Après l’ouverture, il faut tremper le pied dans l’eau tiède (très important). Un volume d’eau de javel pour 10 volumes d’eau tiède. Laisser tremper environ 15 à 20 minutes. Ceci permettra d’attendrir la corne et de laisser s’échapper le pus. L’eau de javel travaillera sur l’infection. Ensuite, on fait un bandage avec le cataplasme d’argile pendant 4 à 5 jours environ, à raison d’une fois par jour ou jusqu’à ce que la boiterie disparaisse.
Après les bains de pied, il faut garder le tout bien propre, exempt de toute souillure durant le temps du traitement. Après 4 à 5 jours de traitement, normalement le cheval ne boite plus.

On peut alors le referrer ou si on décide de ne pas ferrer le cheval. On doit lui verser de l’iode 2 % ou du bleu méthylène sur la plaie afin de l’assécher et de la garder sèche.

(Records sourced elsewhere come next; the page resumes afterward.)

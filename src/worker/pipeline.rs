// Pipeline runner contract.
//
// The control plane never interprets pipeline internals: anything that can
// run on a thread, emit events, and stop when asked can be plugged in.

use serde_json::Value;
use std::path::{Path, PathBuf};
use std::sync::atomic::{AtomicBool, Ordering};
use std::sync::Arc;
use std::thread;
use std::time::Duration;
use tokio::sync::mpsc;
use tracing::error;

use crate::protocol::{PipelineSpec, SourceSpec, WorkerEvent};

/// What the brain's config message resolves to: the video source and the
/// enabled pipeline list from the originating start request.
#[derive(Debug, Clone)]
pub struct PipelineParams {
    pub source: SourceSpec,
    pub pipelines: Vec<PipelineSpec>,
}

/// Cooperative stop flag shared between the protocol task and the pipeline
/// thread. Pipelines poll it between units of work.
#[derive(Debug, Clone, Default)]
pub struct StopSignal(Arc<AtomicBool>);

impl StopSignal {
    pub fn new() -> Self {
        Self::default()
    }

    pub fn trigger(&self) {
        self.0.store(true, Ordering::Release);
    }

    pub fn is_stopped(&self) -> bool {
        self.0.load(Ordering::Acquire)
    }
}

/// Thread-safe event emitter handed to the pipeline. Events are forwarded
/// to the protocol task, which appends them to the worker's memory-store
/// queue and notifies the brain.
#[derive(Clone)]
pub struct EventSender {
    app_name: String,
    tx: mpsc::UnboundedSender<WorkerEvent>,
}

impl EventSender {
    pub(crate) fn new(app_name: &str, tx: mpsc::UnboundedSender<WorkerEvent>) -> Self {
        Self { app_name: app_name.to_string(), tx }
    }

    /// Queue one event. Callable from any thread; never blocks.
    pub fn send(&self, kind: &str, timestamp: f64, content: Value) {
        let event = WorkerEvent {
            kind: kind.to_string(),
            app_name: self.app_name.clone(),
            timestamp,
            content,
        };
        if self.tx.send(event).is_err() {
            // Protocol task is gone; the worker is shutting down.
            error!(kind, "event dropped, protocol task stopped");
        }
    }
}

/// A detection pipeline. `run` blocks on the pipeline thread until the work
/// is done or `stop` trips.
pub trait Pipeline: Send + Sync + 'static {
    fn run(
        &mut self,
        params: PipelineParams,
        files_dir: &Path,
        events: EventSender,
        stop: &StopSignal,
    ) -> anyhow::Result<()>;
}

/// Handle to a running pipeline thread.
pub struct PipelineHandle {
    stop: StopSignal,
    join: Option<thread::JoinHandle<()>>,
}

impl PipelineHandle {
    /// Trip the stop flag and wait for the thread to exit. Blocking;
    /// callers on the runtime wrap this in `spawn_blocking`.
    pub fn stop(&mut self) {
        self.stop.trigger();
        if let Some(join) = self.join.take() {
            let _ = join.join();
        }
    }
}

/// Start `pipeline` on its dedicated thread.
pub fn spawn_pipeline(
    mut pipeline: Box<dyn Pipeline>,
    params: PipelineParams,
    files_dir: PathBuf,
    events: EventSender,
) -> std::io::Result<PipelineHandle> {
    let stop = StopSignal::new();
    let stop_for_thread = stop.clone();
    let join = thread::Builder::new().name("pipeline".to_string()).spawn(move || {
        if let Err(e) = pipeline.run(params, &files_dir, events, &stop_for_thread) {
            error!(error = %e, "pipeline failed");
        }
    })?;
    Ok(PipelineHandle { stop, join: Some(join) })
}

/// Placeholder pipeline: processes nothing, sleeps until stopped. Lets a
/// worker binary join the control plane for wiring checks before a real
/// pipeline is registered.
#[derive(Debug, Default)]
pub struct IdlePipeline;

impl Pipeline for IdlePipeline {
    fn run(
        &mut self,
        _params: PipelineParams,
        _files_dir: &Path,
        _events: EventSender,
        stop: &StopSignal,
    ) -> anyhow::Result<()> {
        while !stop.is_stopped() {
            thread::sleep(Duration::from_millis(100));
        }
        Ok(())
    }
}
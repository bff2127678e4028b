// Configuration module
// Public interface for configuration loading

mod loader;
mod settings;

pub use loader::{load_brain_config, load_worker_config};
pub use settings::{BrainConfig, WorkerConfig};
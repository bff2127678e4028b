// Persistent event store seam.
//
// Two collections per brain: a per-typename content collection holding the
// raw event payloads, and a base index collection referencing them. The
// brain is the only writer.

pub mod memory;
pub mod mongo;

use chrono::{DateTime, Utc};
use serde::{Deserialize, Serialize};
use serde_json::Value;

pub use memory::MemoryEventStore;
pub use mongo::MongoEventStore;

/// Base index document written for every persisted event.
#[derive(Debug, Clone, PartialEq, Serialize, Deserialize)]
pub struct StoredEvent {
    #[serde(rename = "analyzerId")]
    pub analyzer_id: String,
    pub timestamp: f64,
    #[serde(rename = "type")]
    pub kind: String,
    #[serde(rename = "appName")]
    pub app_name: String,
    /// Id of the content document in the per-typename collection.
    pub content: String,
    /// Calendar form of `timestamp`, for date-range queries.
    pub date: DateTime<Utc>,
}

#[derive(Debug, thiserror::Error)]
pub enum EventDbError {
    #[error("event store connect failed: {0}")]
    Connect(String),
    #[error("event store insert failed: {0}")]
    Insert(String),
}

#[async_trait::async_trait]
pub trait EventStore: Send + Sync {
    /// Insert raw content documents, returning their ids in input order.
    async fn insert_contents(&self, contents: Vec<Value>) -> Result<Vec<String>, EventDbError>;

    /// Insert base index documents.
    async fn insert_events(&self, events: Vec<StoredEvent>) -> Result<(), EventDbError>;
}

Il faut prendre note que le cheval doit être gardé dans un box sur une litière propre et sèche ou il peut retourner au pré.
Le cheval doit avoir reçu auparavant son vaccin contre le tétanos dans l’année en cours. À défaut, il faut appeler le vétérinaire pour lui faire administrer un antitoxine tétanos. Si la guérison est longue à se faire (plus de 4 à 5 jours) et qu’il n’y a pas vraiment d’amélioration, l’usage d’un antibiotique peut être nécessaire.

Quelques trucs de base à titre préventif

Tailler les talons jusqu’au niveau de la partie la plus large de la fourchette, c’est-à-dire le plus loin
possible en arrière. On augmente ainsi la surface portante de contact avec le sol et on permet à
la partie arrière de porter plus de poids, délivrant ainsi une partie de la charge en pince.
Lorsque les terrains sont trop humides, on peut utiliser un durcisseur de corne sur la paroi du
sabot et de l’iode sur la sole afin d’assécher celle-ci et de la rendre plus dure. Garder le cheval
en box sur de la litière sèche pendant plusieurs journées pluvieuses consécutives est aussi
une bonne façon de faire. Ne jamais appliquer de l’iode sur la bande coronaire, et surtout ne
pas oublier de donner rendez-vous à son maréchal ferrant sur une base régulière d’environ 6
semaines afin que votre cheval garde de bons pieds.